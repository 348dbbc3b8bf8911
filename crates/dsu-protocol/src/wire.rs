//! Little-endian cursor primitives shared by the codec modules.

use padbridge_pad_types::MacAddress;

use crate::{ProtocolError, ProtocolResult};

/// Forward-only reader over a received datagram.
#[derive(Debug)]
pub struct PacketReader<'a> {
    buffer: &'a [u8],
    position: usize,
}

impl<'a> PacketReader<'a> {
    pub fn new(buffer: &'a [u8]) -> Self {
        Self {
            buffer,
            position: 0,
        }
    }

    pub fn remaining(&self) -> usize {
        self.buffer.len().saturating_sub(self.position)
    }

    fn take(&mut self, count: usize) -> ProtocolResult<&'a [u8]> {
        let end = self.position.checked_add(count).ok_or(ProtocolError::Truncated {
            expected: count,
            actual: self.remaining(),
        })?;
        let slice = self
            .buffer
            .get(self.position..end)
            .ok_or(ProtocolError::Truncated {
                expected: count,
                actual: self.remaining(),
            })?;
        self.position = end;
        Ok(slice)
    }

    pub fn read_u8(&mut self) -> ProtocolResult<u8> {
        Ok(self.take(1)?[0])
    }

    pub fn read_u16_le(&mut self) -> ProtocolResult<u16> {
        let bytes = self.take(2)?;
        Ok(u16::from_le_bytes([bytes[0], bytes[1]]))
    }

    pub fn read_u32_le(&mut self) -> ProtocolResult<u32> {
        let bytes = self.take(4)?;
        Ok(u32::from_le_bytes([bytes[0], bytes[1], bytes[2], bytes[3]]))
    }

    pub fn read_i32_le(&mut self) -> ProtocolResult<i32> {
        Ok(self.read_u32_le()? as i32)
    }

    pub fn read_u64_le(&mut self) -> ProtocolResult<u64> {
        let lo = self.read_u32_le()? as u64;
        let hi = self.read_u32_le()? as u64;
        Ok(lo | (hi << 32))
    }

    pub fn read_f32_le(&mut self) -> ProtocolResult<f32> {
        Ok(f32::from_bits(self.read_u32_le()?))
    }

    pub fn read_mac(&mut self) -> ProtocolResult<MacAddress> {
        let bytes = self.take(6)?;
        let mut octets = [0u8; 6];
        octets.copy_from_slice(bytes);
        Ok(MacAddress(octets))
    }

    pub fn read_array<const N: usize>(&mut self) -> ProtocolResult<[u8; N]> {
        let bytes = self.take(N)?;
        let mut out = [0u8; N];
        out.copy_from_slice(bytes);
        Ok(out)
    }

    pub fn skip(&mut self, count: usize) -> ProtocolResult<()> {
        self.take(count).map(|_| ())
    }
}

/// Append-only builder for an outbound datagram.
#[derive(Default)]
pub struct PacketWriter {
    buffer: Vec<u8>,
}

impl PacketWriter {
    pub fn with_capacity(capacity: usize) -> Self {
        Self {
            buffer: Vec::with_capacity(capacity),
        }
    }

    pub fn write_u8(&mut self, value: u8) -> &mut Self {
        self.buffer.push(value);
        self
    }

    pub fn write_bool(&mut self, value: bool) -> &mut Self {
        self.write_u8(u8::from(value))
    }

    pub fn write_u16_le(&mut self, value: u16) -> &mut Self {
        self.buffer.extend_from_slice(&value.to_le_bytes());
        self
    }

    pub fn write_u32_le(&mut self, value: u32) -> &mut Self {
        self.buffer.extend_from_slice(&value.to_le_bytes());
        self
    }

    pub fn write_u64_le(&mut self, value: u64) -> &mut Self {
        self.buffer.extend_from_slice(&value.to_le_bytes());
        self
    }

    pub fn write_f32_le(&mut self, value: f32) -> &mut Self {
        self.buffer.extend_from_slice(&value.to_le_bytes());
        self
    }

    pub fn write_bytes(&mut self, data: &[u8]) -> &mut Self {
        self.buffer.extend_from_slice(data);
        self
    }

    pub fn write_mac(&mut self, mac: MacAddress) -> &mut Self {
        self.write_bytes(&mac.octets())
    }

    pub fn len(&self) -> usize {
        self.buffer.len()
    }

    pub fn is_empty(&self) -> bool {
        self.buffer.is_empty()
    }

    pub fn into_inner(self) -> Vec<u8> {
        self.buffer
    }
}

_ _ _

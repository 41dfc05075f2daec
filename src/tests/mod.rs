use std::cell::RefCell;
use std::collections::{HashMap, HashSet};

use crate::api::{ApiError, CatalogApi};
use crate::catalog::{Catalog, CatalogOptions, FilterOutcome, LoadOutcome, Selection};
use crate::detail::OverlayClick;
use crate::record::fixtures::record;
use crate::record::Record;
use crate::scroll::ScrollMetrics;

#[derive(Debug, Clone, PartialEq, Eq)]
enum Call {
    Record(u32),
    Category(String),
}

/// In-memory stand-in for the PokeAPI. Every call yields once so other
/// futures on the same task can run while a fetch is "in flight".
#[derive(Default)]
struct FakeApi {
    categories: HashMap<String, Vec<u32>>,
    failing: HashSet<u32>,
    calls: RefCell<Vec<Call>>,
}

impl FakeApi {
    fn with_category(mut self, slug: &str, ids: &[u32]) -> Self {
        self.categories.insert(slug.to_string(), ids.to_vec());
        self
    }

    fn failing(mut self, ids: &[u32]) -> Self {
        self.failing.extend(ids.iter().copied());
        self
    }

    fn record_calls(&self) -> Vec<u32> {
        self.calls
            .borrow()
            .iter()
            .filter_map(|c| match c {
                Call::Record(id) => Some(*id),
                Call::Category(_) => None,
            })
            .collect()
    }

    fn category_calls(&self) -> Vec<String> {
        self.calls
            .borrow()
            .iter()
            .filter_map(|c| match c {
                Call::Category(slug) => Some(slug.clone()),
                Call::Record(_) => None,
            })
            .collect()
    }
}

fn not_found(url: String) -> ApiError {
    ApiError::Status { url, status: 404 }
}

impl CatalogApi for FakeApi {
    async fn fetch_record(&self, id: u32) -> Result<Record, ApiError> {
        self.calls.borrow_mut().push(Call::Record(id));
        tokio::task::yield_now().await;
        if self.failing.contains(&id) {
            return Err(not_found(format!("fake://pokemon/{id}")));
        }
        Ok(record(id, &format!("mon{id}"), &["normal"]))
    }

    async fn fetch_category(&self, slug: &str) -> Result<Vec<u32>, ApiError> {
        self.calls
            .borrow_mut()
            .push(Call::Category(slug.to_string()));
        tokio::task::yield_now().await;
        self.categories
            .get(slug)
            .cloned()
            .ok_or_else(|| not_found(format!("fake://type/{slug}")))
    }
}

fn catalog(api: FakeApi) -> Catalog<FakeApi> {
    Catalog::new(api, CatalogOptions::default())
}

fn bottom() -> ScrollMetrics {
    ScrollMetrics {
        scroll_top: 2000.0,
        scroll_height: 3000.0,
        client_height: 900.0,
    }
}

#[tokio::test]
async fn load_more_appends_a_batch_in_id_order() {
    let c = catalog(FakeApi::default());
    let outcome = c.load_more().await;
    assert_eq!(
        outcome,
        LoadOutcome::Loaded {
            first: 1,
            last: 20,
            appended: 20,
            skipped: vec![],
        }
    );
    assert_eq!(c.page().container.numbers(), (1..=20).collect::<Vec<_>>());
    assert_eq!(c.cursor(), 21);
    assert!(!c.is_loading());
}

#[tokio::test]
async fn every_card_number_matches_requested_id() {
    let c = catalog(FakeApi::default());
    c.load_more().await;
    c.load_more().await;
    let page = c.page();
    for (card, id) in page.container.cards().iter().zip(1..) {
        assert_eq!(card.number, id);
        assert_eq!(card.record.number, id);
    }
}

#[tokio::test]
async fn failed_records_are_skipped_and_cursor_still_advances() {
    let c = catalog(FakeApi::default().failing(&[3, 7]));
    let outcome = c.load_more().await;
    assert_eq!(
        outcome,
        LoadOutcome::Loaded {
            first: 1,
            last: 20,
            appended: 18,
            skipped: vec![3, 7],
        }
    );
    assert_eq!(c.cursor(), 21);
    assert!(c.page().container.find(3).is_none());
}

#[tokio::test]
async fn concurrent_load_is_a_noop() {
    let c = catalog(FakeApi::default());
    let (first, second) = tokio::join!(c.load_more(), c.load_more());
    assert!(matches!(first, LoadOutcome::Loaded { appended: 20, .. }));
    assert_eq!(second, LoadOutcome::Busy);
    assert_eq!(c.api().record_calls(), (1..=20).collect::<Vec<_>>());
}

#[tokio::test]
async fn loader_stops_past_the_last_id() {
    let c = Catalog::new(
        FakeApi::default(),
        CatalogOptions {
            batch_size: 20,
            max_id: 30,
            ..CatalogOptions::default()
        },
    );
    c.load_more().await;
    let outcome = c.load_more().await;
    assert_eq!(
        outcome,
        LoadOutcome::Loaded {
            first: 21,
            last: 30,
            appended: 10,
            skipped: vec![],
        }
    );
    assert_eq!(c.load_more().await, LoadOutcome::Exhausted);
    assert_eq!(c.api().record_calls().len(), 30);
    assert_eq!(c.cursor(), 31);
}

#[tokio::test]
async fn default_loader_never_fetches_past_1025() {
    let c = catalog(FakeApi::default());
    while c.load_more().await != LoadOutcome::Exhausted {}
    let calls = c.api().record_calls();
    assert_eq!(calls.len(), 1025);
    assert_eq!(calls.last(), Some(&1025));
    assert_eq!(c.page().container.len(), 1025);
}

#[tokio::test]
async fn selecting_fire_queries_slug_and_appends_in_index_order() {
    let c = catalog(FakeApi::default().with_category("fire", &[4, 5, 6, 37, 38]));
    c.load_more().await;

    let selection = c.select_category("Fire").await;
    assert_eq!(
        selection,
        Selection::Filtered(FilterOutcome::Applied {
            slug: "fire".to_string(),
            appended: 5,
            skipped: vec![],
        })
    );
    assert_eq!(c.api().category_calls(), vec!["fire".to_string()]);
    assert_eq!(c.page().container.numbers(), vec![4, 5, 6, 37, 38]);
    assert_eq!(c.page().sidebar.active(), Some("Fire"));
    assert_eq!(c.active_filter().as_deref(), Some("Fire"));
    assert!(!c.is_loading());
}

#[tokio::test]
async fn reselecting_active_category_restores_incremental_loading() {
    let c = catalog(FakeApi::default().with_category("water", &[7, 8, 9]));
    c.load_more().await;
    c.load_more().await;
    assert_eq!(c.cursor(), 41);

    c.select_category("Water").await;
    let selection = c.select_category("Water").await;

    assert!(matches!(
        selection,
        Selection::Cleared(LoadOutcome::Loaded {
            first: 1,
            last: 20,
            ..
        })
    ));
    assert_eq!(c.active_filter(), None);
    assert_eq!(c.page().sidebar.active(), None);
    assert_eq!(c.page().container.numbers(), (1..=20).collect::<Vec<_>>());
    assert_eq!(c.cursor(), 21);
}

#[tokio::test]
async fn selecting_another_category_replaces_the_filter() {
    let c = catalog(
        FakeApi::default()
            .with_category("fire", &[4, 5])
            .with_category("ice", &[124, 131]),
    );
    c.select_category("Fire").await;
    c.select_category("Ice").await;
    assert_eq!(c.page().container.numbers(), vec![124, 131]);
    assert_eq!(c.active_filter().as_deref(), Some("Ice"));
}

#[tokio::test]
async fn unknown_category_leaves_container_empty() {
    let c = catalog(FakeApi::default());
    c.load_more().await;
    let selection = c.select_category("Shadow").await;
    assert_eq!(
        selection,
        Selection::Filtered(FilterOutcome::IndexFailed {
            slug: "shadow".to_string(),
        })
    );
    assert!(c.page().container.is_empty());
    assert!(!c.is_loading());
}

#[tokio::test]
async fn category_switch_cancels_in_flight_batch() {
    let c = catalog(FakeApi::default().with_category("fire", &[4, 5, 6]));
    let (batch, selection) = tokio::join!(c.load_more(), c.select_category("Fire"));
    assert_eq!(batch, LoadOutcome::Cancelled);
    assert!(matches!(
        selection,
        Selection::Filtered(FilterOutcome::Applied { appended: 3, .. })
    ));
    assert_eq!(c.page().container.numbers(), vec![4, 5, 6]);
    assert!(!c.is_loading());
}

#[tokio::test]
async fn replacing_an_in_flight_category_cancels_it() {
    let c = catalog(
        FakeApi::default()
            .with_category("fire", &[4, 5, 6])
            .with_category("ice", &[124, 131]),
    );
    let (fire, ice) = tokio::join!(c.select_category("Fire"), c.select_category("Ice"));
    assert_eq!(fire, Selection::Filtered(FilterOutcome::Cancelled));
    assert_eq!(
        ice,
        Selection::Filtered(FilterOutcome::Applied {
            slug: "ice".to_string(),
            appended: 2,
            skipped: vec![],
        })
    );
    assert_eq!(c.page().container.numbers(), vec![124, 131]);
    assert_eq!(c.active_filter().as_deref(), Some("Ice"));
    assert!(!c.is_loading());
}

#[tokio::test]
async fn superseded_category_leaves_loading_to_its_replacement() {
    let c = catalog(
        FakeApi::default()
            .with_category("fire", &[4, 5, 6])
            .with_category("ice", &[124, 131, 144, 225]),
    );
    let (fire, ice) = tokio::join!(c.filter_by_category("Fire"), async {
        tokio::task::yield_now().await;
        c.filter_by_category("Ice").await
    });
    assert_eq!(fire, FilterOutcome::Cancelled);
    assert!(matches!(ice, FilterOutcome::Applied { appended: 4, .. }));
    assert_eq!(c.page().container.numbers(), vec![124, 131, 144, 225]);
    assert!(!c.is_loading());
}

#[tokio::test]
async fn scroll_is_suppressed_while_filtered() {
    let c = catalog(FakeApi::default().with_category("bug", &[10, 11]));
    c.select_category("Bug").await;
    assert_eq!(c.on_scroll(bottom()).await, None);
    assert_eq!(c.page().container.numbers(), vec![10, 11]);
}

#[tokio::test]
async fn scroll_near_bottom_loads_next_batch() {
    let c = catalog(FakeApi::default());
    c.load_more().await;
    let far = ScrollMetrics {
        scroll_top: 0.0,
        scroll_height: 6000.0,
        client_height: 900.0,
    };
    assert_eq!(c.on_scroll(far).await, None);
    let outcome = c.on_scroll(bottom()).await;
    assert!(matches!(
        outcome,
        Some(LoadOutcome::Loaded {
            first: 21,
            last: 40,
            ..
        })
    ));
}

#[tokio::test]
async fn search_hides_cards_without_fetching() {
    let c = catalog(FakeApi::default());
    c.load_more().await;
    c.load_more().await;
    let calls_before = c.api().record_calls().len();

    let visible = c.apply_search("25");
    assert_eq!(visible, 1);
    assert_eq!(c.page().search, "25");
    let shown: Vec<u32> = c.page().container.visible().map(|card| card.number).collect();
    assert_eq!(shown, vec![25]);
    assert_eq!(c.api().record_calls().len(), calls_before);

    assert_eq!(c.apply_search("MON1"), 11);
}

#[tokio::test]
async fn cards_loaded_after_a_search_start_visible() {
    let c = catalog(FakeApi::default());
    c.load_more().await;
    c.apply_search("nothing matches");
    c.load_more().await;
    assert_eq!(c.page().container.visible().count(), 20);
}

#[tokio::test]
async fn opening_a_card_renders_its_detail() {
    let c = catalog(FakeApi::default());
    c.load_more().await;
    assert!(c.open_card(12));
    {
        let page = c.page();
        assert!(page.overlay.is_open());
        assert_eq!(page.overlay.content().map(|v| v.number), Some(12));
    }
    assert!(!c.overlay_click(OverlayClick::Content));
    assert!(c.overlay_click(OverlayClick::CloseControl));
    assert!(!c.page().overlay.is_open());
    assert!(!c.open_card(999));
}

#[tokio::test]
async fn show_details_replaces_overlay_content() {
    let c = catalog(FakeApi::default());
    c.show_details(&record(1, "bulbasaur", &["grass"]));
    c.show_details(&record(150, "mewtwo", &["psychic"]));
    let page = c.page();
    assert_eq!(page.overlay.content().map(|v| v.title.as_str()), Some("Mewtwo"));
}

_ _ _

Across the material, report every line that has the word "sidebar".

    assert_eq!(c.page().sidebar.active(), Some("Fire"));
    assert_eq!(c.page().sidebar.active(), None);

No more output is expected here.